Overview
This prospective cross-sectional study aims to develop and validate a machine learning model that combines chest X-ray findings with arterial blood gas (ABG) analysis to assess the necessity for mechanical ventilation in critically ill adult patients. Conducted at Zagazig University Hospitals, the study seeks to improve clinical decision-making by integrating radiological and biochemical data using artificial intelligence. The model's predictive performance will be evaluated against standard clinical assessments.
Description
The study is a prospective cross-sectional investigation conducted at Zagazig University Hospitals, aiming to develop a machine learning model that integrates chest X-ray findings and arterial blood gas (ABG) analysis to assess the necessity for mechanical ventilation in critically ill adult patients. While current clinical decision-making relies on separate interpretation of radiologic and biochemical data, this study proposes a novel model that synthesizes both sources of information using artificial intelligence to improve predictive accuracy and reduce subjectivity.
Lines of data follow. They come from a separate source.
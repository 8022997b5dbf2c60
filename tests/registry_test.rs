//! 注册中心集成测试
//!
//! 使用内存存储驱动完整的注册、发现与关闭流程，不依赖外部 etcd。

use flare_registry_etcd::discovery::SNAPSHOT_BUFFER;
use flare_registry_etcd::store::StoreOp;
use flare_registry_etcd::{
    Endpoints, EtcdRegistry, KvStore, MemoryStore, RegistryConfig, RegistryError,
    RequestContext, ServiceInfo, ServiceKind, ServiceRegistry,
};
use std::sync::Arc;
use tokio::sync::mpsc;
use tokio::time::{Duration, timeout};
use tokio_test::{assert_err, assert_ok};
use tokio_util::sync::CancellationToken;

const HELLO_KEY: &str = "/jupiter/hello/providers/grpc://127.0.0.1:9090";

fn setup(ttl: u64) -> (MemoryStore, EtcdRegistry) {
    let store = MemoryStore::new();
    let config = RegistryConfig::new()
        .with_service_ttl(Duration::from_secs(ttl))
        .with_hostname("node-1");
    let registry = EtcdRegistry::with_store(config, Arc::new(store.clone()));
    (store, registry)
}

fn hello(address: &str) -> ServiceInfo {
    ServiceInfo::new("hello", "grpc", address)
}

async fn next_snapshot(rx: &mut mpsc::Receiver<Endpoints>) -> Endpoints {
    timeout(Duration::from_secs(1), rx.recv())
        .await
        .expect("snapshot not delivered in time")
        .expect("snapshot channel closed")
}

#[tokio::test]
async fn test_register_list_unregister() {
    let (store, registry) = setup(0);
    let ctx = RequestContext::background();

    assert_ok!(registry.register_service(&ctx, &hello("127.0.0.1:9090")).await);
    assert_ok!(registry.register_service(&ctx, &hello("127.0.0.1:9091")).await);

    let mut services = assert_ok!(registry.list_services(&ctx, "hello", "grpc").await);
    services.sort_by(|a, b| a.address.cmp(&b.address));
    assert_eq!(services.len(), 2);
    assert_eq!(services[0].address, "127.0.0.1:9090");
    assert_eq!(services[1].address, "127.0.0.1:9091");

    // 其它协议不在结果中
    assert!(assert_ok!(registry.list_services(&ctx, "hello", "http").await).is_empty());

    assert_ok!(registry.unregister_service(&ctx, &hello("127.0.0.1:9090")).await);
    let services = assert_ok!(registry.list_services(&ctx, "hello", "grpc").await);
    assert_eq!(services.len(), 1);
    assert!(assert_ok!(store.get(HELLO_KEY, false).await).is_empty());
}

#[tokio::test]
async fn test_list_skips_undecodable_values() {
    let (store, registry) = setup(0);
    let ctx = RequestContext::background();
    assert_ok!(registry.register_service(&ctx, &hello("127.0.0.1:9090")).await);
    assert_ok!(
        store
            .put(
                "/jupiter/hello/providers/grpc://127.0.0.1:9999",
                b"{broken".to_vec(),
                None,
            )
            .await
    );

    let services = assert_ok!(registry.list_services(&ctx, "hello", "grpc").await);
    assert_eq!(services.len(), 1);
    assert_eq!(services[0].address, "127.0.0.1:9090");
}

#[tokio::test]
async fn test_list_failure_is_returned() {
    let (store, registry) = setup(0);
    store
        .inject_failure(StoreOp::Get, RegistryError::request("unavailable"))
        .await;
    let err = assert_err!(
        registry
            .list_services(&RequestContext::background(), "hello", "grpc")
            .await
    );
    assert_eq!(err, RegistryError::request("unavailable"));
}

#[tokio::test]
async fn test_register_with_ttl_and_close_removes_key() {
    let (store, registry) = setup(5);
    let ctx = RequestContext::background();
    let info = hello("127.0.0.1:9090");

    assert_ok!(registry.register_service(&ctx, &info).await);
    let kvs = assert_ok!(store.get(HELLO_KEY, false).await);
    assert_eq!(kvs.len(), 1);
    let stored: ServiceInfo = serde_json::from_slice(&kvs[0].value).unwrap();
    assert_eq!(stored, info);
    assert!(store.lease_of(HELLO_KEY).await.is_some());

    assert_ok!(timeout(Duration::from_secs(2), registry.close()).await.unwrap());
    assert!(assert_ok!(store.get(HELLO_KEY, false).await).is_empty());
    assert!(store.live_leases().await.is_empty());
    assert!(registry.registered_keys().is_empty());
}

#[tokio::test]
async fn test_close_keeps_going_after_failed_unregister() {
    let (store, registry) = setup(0);
    let ctx = RequestContext::background();
    assert_ok!(registry.register_service(&ctx, &hello("127.0.0.1:9090")).await);
    assert_ok!(registry.register_service(&ctx, &hello("127.0.0.1:9091")).await);

    store
        .inject_failure(StoreOp::Delete, RegistryError::request("unavailable"))
        .await;
    assert_ok!(registry.close().await);

    // 一个 key 删除失败，另一个仍被清理
    let remaining = assert_ok!(store.get("/jupiter/hello/providers/", true).await);
    assert_eq!(remaining.len(), 1);
    assert_eq!(registry.registered_keys().len(), 1);
}

#[tokio::test]
async fn test_register_failure_is_not_tracked() {
    let (store, registry) = setup(0);
    store
        .inject_failure(StoreOp::Put, RegistryError::request("unavailable"))
        .await;
    let err = assert_err!(
        registry
            .register_service(&RequestContext::background(), &hello("127.0.0.1:9090"))
            .await
    );
    assert!(matches!(err, RegistryError::Register { .. }));
    assert!(registry.registered_keys().is_empty());
}

#[tokio::test]
async fn test_register_with_cancelled_context() {
    let (store, registry) = setup(0);
    let cancel = CancellationToken::new();
    cancel.cancel();
    let ctx = RequestContext::background().with_cancel(cancel);

    let err = assert_err!(registry.register_service(&ctx, &hello("127.0.0.1:9090")).await);
    assert_eq!(err, RegistryError::Cancelled);
    assert!(assert_ok!(store.get(HELLO_KEY, false).await).is_empty());
}

#[tokio::test]
async fn test_reregister_regrants_expired_lease() {
    let (store, registry) = setup(5);
    let ctx = RequestContext::background();
    let info = hello("127.0.0.1:9090");

    assert_ok!(registry.register_service(&ctx, &info).await);
    let first = store.lease_of(HELLO_KEY).await.unwrap();
    assert!(store.expire_lease(first).await);
    assert!(assert_ok!(store.get(HELLO_KEY, false).await).is_empty());

    assert_ok!(registry.register_service(&ctx, &info).await);
    let second = store.lease_of(HELLO_KEY).await.unwrap();
    assert_ne!(first, second);
    assert_eq!(store.grant_count(), 2);
    assert_eq!(assert_ok!(store.get(HELLO_KEY, false).await).len(), 1);
}

#[tokio::test]
async fn test_reregister_reuses_live_lease() {
    let (store, registry) = setup(5);
    let ctx = RequestContext::background();
    let info = hello("127.0.0.1:9090");

    assert_ok!(registry.register_service(&ctx, &info).await);
    assert_ok!(registry.register_service(&ctx, &info.clone().with_metadata("v", "2")).await);
    assert_eq!(store.grant_count(), 1);

    let kvs = assert_ok!(store.get(HELLO_KEY, false).await);
    let stored: ServiceInfo = serde_json::from_slice(&kvs[0].value).unwrap();
    assert_eq!(stored.metadata.get("v").map(String::as_str), Some("2"));
}

#[tokio::test]
async fn test_governor_registers_metric_key() {
    let (store, registry) = setup(0);
    let ctx = RequestContext::background();
    let governor = ServiceInfo::new("hello", "http", "127.0.0.1:9091").with_kind(ServiceKind::Governor);

    assert_ok!(registry.register_service(&ctx, &governor).await);
    let metric = assert_ok!(store.get("/prometheus/job/hello/node-1", false).await);
    assert_eq!(metric.len(), 1);
    assert_eq!(metric[0].value_str(), "127.0.0.1:9091");
    assert_eq!(registry.registered_keys().len(), 2);

    assert_ok!(registry.close().await);
    assert!(assert_ok!(store.get("/prometheus/", true).await).is_empty());
}

#[tokio::test(start_paused = true)]
async fn test_caller_cancel_stops_business_renewal_only() {
    let (store, registry) = setup(2);
    let cancel = CancellationToken::new();
    let ctx = RequestContext::background().with_cancel(cancel.clone());
    let governor = ServiceInfo::new("hello", "grpc", "127.0.0.1:9090").with_kind(ServiceKind::Governor);

    assert_ok!(registry.register_service(&ctx, &governor).await);
    tokio::time::sleep(Duration::from_secs(5)).await;
    assert_eq!(assert_ok!(store.get(HELLO_KEY, false).await).len(), 1);

    cancel.cancel();
    tokio::time::sleep(Duration::from_secs(5)).await;
    assert!(assert_ok!(store.get(HELLO_KEY, false).await).is_empty());
    assert_eq!(
        assert_ok!(store.get("/prometheus/job/hello/node-1", false).await).len(),
        1
    );

    assert_ok!(registry.close().await);
}

#[tokio::test]
async fn test_watch_initial_snapshot_and_updates() {
    let (_store, registry) = setup(0);
    let ctx = RequestContext::background();
    assert_ok!(registry.register_service(&ctx, &hello("127.0.0.1:9090")).await);

    let mut rx = assert_ok!(registry.watch_services(&ctx, "hello", "grpc").await);
    let initial = next_snapshot(&mut rx).await;
    assert_eq!(initial.nodes.len(), 1);
    assert!(initial.nodes.contains_key("grpc://127.0.0.1:9090"));

    assert_ok!(registry.register_service(&ctx, &hello("127.0.0.1:9091")).await);
    let added = next_snapshot(&mut rx).await;
    assert_eq!(added.nodes.len(), 2);

    assert_ok!(registry.unregister_service(&ctx, &hello("127.0.0.1:9090")).await);
    let removed = next_snapshot(&mut rx).await;
    assert_eq!(removed.nodes.len(), 1);
    assert!(removed.nodes.contains_key("grpc://127.0.0.1:9091"));

    // 已发出的快照不受后续事件影响
    assert_eq!(initial.nodes.len(), 1);
    assert_ok!(registry.close().await);
}

#[tokio::test]
async fn test_watch_empty_service_gets_empty_snapshot() {
    let (_store, registry) = setup(0);
    let mut rx = assert_ok!(
        registry
            .watch_services(&RequestContext::background(), "nobody", "grpc")
            .await
    );
    assert!(next_snapshot(&mut rx).await.is_empty());
    assert_ok!(registry.close().await);
}

#[tokio::test]
async fn test_watch_route_configurator() {
    let (store, registry) = setup(0);
    let ctx = RequestContext::background();
    let mut rx = assert_ok!(registry.watch_services(&ctx, "hello", "grpc").await);
    assert!(next_snapshot(&mut rx).await.is_empty());

    let key = "/jupiter/hello/configurators/grpc://127.0.0.1/routes/1";
    let body = r#"{"upstream":{"nodes":{"127.0.0.1:1980":1}},"uri":"/hello","deployment":"core_api"}"#;
    assert_ok!(store.put(key, body.as_bytes().to_vec(), None).await);

    let snapshot = next_snapshot(&mut rx).await;
    let route = &snapshot.route_configs["grpc://127.0.0.1/routes/1"];
    assert_eq!(route.id, "1");
    assert_eq!(route.scheme, "grpc");
    assert_eq!(route.host, "127.0.0.1");
    assert_eq!(route.deployment, "core_api");
    assert_eq!(route.upstream.nodes.get("127.0.0.1:1980"), Some(&1));

    assert_ok!(store.delete(key).await);
    assert!(next_snapshot(&mut rx).await.route_configs.is_empty());
    assert_ok!(registry.close().await);
}

#[tokio::test]
async fn test_watch_ignores_other_scheme_and_bad_keys() {
    let (store, registry) = setup(0);
    let ctx = RequestContext::background();
    let mut rx = assert_ok!(registry.watch_services(&ctx, "hello", "grpc").await);
    next_snapshot(&mut rx).await;

    let http = ServiceInfo::new("hello", "http", "127.0.0.1:8080");
    assert_ok!(registry.register_service(&ctx, &http).await);
    assert_ok!(
        store
            .put(
                "/jupiter/hello/configurators/grpc://127.0.0.1/unknown/1",
                b"{}".to_vec(),
                None,
            )
            .await
    );
    assert_ok!(registry.register_service(&ctx, &hello("127.0.0.1:9090")).await);

    // 只有 grpc 节点的写入产生快照
    let snapshot = next_snapshot(&mut rx).await;
    assert_eq!(snapshot.nodes.len(), 1);
    assert!(snapshot.route_configs.is_empty());
    assert!(rx.try_recv().is_err());
    assert_ok!(registry.close().await);
}

#[tokio::test]
async fn test_slow_consumer_does_not_block_watch() {
    let (_store, registry) = setup(0);
    let ctx = RequestContext::background();
    let mut rx = assert_ok!(registry.watch_services(&ctx, "hello", "grpc").await);

    let total = SNAPSHOT_BUFFER + 5;
    for i in 0..total {
        let address = format!("127.0.0.1:{}", 9000 + i);
        assert_ok!(registry.register_service(&ctx, &hello(&address)).await);
    }
    tokio::time::sleep(Duration::from_millis(100)).await;

    let mut received = 0;
    while rx.try_recv().is_ok() {
        received += 1;
    }
    assert!(received <= SNAPSHOT_BUFFER);

    // 丢弃的是快照而不是状态，下一份快照包含全部节点
    assert_ok!(registry.register_service(&ctx, &hello("127.0.0.1:8999")).await);
    let latest = next_snapshot(&mut rx).await;
    assert_eq!(latest.nodes.len(), total + 1);
    assert_ok!(registry.close().await);
}

#[tokio::test]
async fn test_dropped_receiver_stops_watch_task() {
    let (_store, registry) = setup(0);
    let ctx = RequestContext::background();
    let rx = assert_ok!(registry.watch_services(&ctx, "hello", "grpc").await);
    assert_eq!(registry.active_watches(), 1);

    drop(rx);
    timeout(Duration::from_secs(1), async {
        while registry.active_watches() > 0 {
            tokio::time::sleep(Duration::from_millis(10)).await;
        }
    })
    .await
    .expect("watch task still running");
}

#[tokio::test]
async fn test_watch_failure_is_returned() {
    let (store, registry) = setup(0);
    store
        .inject_failure(StoreOp::Watch, RegistryError::request("unavailable"))
        .await;
    let res = registry
        .watch_services(&RequestContext::background(), "hello", "grpc")
        .await;
    assert_eq!(res.err(), Some(RegistryError::request("unavailable")));
}

#[tokio::test]
async fn test_watch_http_nodes_keyed_by_service_uri() {
    let (_store, registry) = setup(0);
    let ctx = RequestContext::background();
    let mut rx = assert_ok!(registry.watch_services(&ctx, "hello", "http").await);
    next_snapshot(&mut rx).await;

    let info = ServiceInfo::new("hello", "http", "127.0.0.1:80");
    assert_ok!(registry.register_service(&ctx, &info).await);
    let snapshot = next_snapshot(&mut rx).await;
    assert_eq!(snapshot.nodes.get(&info.uri()), Some(&info));

    assert_ok!(registry.unregister_service(&ctx, &info).await);
    assert!(next_snapshot(&mut rx).await.nodes.is_empty());
    assert_ok!(registry.close().await);
}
A total of approximately 2,160 patients will be enrolled over a 6-month period. Data collected will include demographic and clinical characteristics, ABG parameters (e.g., pH, PaO2, PaCO2, HCO3), and radiological features (e.g., infiltrates, effusions, consolidation). Patients will be categorized based on whether they require mechanical ventilation.
The machine learning model will be trained on 70% of the dataset and validated on the remaining 30%. Performance metrics such as accuracy, R-squared values, and root mean square error (RMSE) will be used to assess predictive capacity. The study will adhere to ethical guidelines and has obtained IRB approval from the Faculty of Medicine at Zagazig University (Approval No. 1138).
By combining imaging and laboratory data, this study seeks to deliver a practical decision-support tool that enhances the objectivity and efficiency of critical care management.
Eligibility
Inclusion Criteria:
Critically ill adult patients aged 18 years or older.
Patients assessed to require mechanical ventilation.
Control group: Age- and sex-matched critically ill patients not requiring mechanical ventilation.
Availability of both chest X-ray and arterial blood gas (ABG) analysis at the time of evaluation.
Exclusion Criteria:
Patients with missing or incomplete data (e.g., absent chest X-ray or ABG results).
Patients with chronic lung diseases unrelated to the current admission (e.g., COPD, pulmonary fibrosis).
Pregnant females.